Low-key frontal sequences, self-conscious interview/therapy sessions, intermittently bleed Husbands and Wives of its physical potency, but otherwise, the picture basks in warm indoor lighting, earth-toned attire, and a camera so lively it seems to lose characters as they move amongst the concentrated New York interiors. Walls, beams, and decorations block the camera’s position, obscuring figures and leaving the viewer with a structurally stymied vantage point, forcing active curiosity as the camera can’t quite keep up with the chaos. Unlike the mannered performances of Vitti, Chionetti, and Harris, the performances in Allen’s feature are raw and impassioned, and the shaky camera reacts with a corresponding anxiety. As boisterous as Antonioni’s characters are muted, Allen’s quarreling lovers are confrontational, angry, and acerbic. When Gabe references the writing of his prize student as “stormy and tempestuous,” those same terms suitably describe Allen’s own movie. Di Palma’s work on Red Desert underscores the inevitability of the rigorous image; his work on Husbands and Wives suggests unhinged and unlimited potential. As his camera ruptures with candid intensity, the apparatus pans and zooms and prowls during disputes, roaming voyeuristically like an eavesdropping observer. Di Palma indiscriminately surveys a party with no apparent direction, and like its emotionally drained couplets, by film’s end, the picture itself feels sapped of its energy.

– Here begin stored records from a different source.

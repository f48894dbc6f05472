// src/main.rs
use clap::{ Parser, Subcommand };
use locker::{ DEFAULT_CHUNK_SIZE, Locker, LockerError };
use std::path::{ Path, PathBuf };
use std::process::ExitCode;

// 1. Define the Command Line Interface (CLI)
#[derive(Parser)]
#[command(name = "locker")]
#[command(about = "A deduplicating, content-addressable file locker", long_about = None)]
struct Cli {
    /// Directory that holds (or will hold) the Locker folder
    #[arg(long, global = true, env = "LOCKER_ROOT", default_value = ".")]
    root: PathBuf,

    #[command(subcommand)]
    command: Commands,
}

#[derive(Subcommand)]
enum Commands {
    /// Create a new locker
    Init {
        /// Average chunk size in bytes
        #[arg(long, default_value_t = DEFAULT_CHUNK_SIZE)]
        chunk_size: usize,
    },
    /// Add a file or a directory to the locker
    Add {
        /// The file or directory to store
        path: PathBuf,
        /// Descend into subdirectories
        #[arg(short, long)]
        recursive: bool,
        /// Local path to store a single file under (defaults to its file name)
        #[arg(long = "as")]
        name: Option<String>,
    },
    /// Write a stored file back out
    Retrieve {
        /// The path of the file inside the locker
        local_path: String,
        /// Where to write it
        target: PathBuf,
    },
    /// Stop tracking a file
    Remove {
        local_path: String,
    },
    /// List all files stored in the locker
    List,
    /// Show deduplication statistics
    Stats,
}

fn main() -> ExitCode {
    env_logger::Builder::from_env(env_logger::Env::default().default_filter_or("info")).init();

    let args = Cli::parse();
    match run(args) {
        Ok(()) => ExitCode::SUCCESS,
        Err(e) => {
            eprintln!("Error: {}", e);
            if let LockerError::Save(failures) = &e {
                for failure in failures {
                    eprintln!("  {}: {}", failure.unit, failure.error);
                }
            }
            ExitCode::FAILURE
        }
    }
}

fn run(args: Cli) -> locker::Result<()> {
    match args.command {
        Commands::Init { chunk_size } => {
            let locker = Locker::create(&args.root, chunk_size)?;
            println!("Created locker at {}", locker.root().display());
        }
        Commands::Add { path, recursive, name } => {
            let mut locker = Locker::open(&args.root)?;
            if path.is_dir() {
                let added = locker.add_directory(&path, recursive)?;
                println!("Added {} file(s) from {}", added, path.display());
            } else {
                let local_path = match name {
                    Some(name) => name,
                    None => file_name(&path)?,
                };
                let stats = locker.add_path(&path, &local_path)?;
                println!(
                    "Added '{}' ({} bytes, {} chunks, {} bytes deduplicated)",
                    local_path,
                    stats.bytes,
                    stats.chunks,
                    stats.deduplicated_bytes()
                );
            }
            locker.save()?;
        }
        Commands::Retrieve { local_path, target } => {
            let mut locker = Locker::open(&args.root)?;
            let written = locker.retrieve(&local_path, &target)?;
            println!("Wrote '{}' to {} ({} bytes)", local_path, target.display(), written);
        }
        Commands::Remove { local_path } => {
            let mut locker = Locker::open(&args.root)?;
            locker.remove_file(&local_path)?;
            locker.save()?;
            println!("Removed '{}'", local_path);
        }
        Commands::List => {
            let locker = Locker::open(&args.root)?;
            let files = locker.list_files()?;
            if files.is_empty() {
                println!("No files found in locker.");
            } else {
                println!("Files in locker:");
                for file in files {
                    println!(" - {}", file);
                }
            }
        }
        Commands::Stats => {
            let locker = Locker::open(&args.root)?;
            let stats = locker.stats()?;
            println!("Files:         {}", stats.files);
            println!("Chunks:        {}", stats.chunks);
            println!("Stored bytes:  {}", stats.stored_bytes);
            println!("Logical bytes: {}", stats.logical_bytes);
            println!("Dedup ratio:   {:.2}", stats.dedup_ratio());
        }
    }
    Ok(())
}

fn file_name(path: &Path) -> locker::Result<String> {
    path.file_name()
        .and_then(|name| name.to_str())
        .map(str::to_string)
        .ok_or_else(|| LockerError::InvalidPath {
            path: path.display().to_string(),
            reason: "cannot derive a local path from it",
        })
}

When the screen of Red Desert isn’t inundated in shades of mechanized grey, it is relocated to a space of austere modernity, where even domestic arenas are sparse and cold, where a child’s primary entertainment consists of industrial reflective robots and chemistry sets. Mankind has spawned the inescapable; scientific inventiveness and streamlined ambition is felt everywhere. Nature is coated in manufactured excrement, and that which was at one point innately picturesque and unspoiled is now stricken by jutting radio telescopes, factory waste that drenches the soil and pollutes the waterways in grey-black muck, and desaturated skies that are only treated to color by way of poisonous yellow smoke. If there are traces of brightened boldness—slight glimpses of blues, reds, and greens—these accents are usually discovered in the form of industrialized piping. In other words, what color there is, is only there as man dictates (be it the designers of the factory or those behind Red Desert the film). In this situation, color has to be created. Yet a green jacket or purple dress struggles to stand out from the oily haze. The setting, hostile to human existence, goes so far as to mark the pasty pallor of character faces, exposing scant traces of the same grey that mars the architecture and covers ashen produce. Subsequently, these individuals blend with their surroundings—if not mentally, at least physically—often becoming absorbed into the landscape and donning the same sickly shades in a shared palette.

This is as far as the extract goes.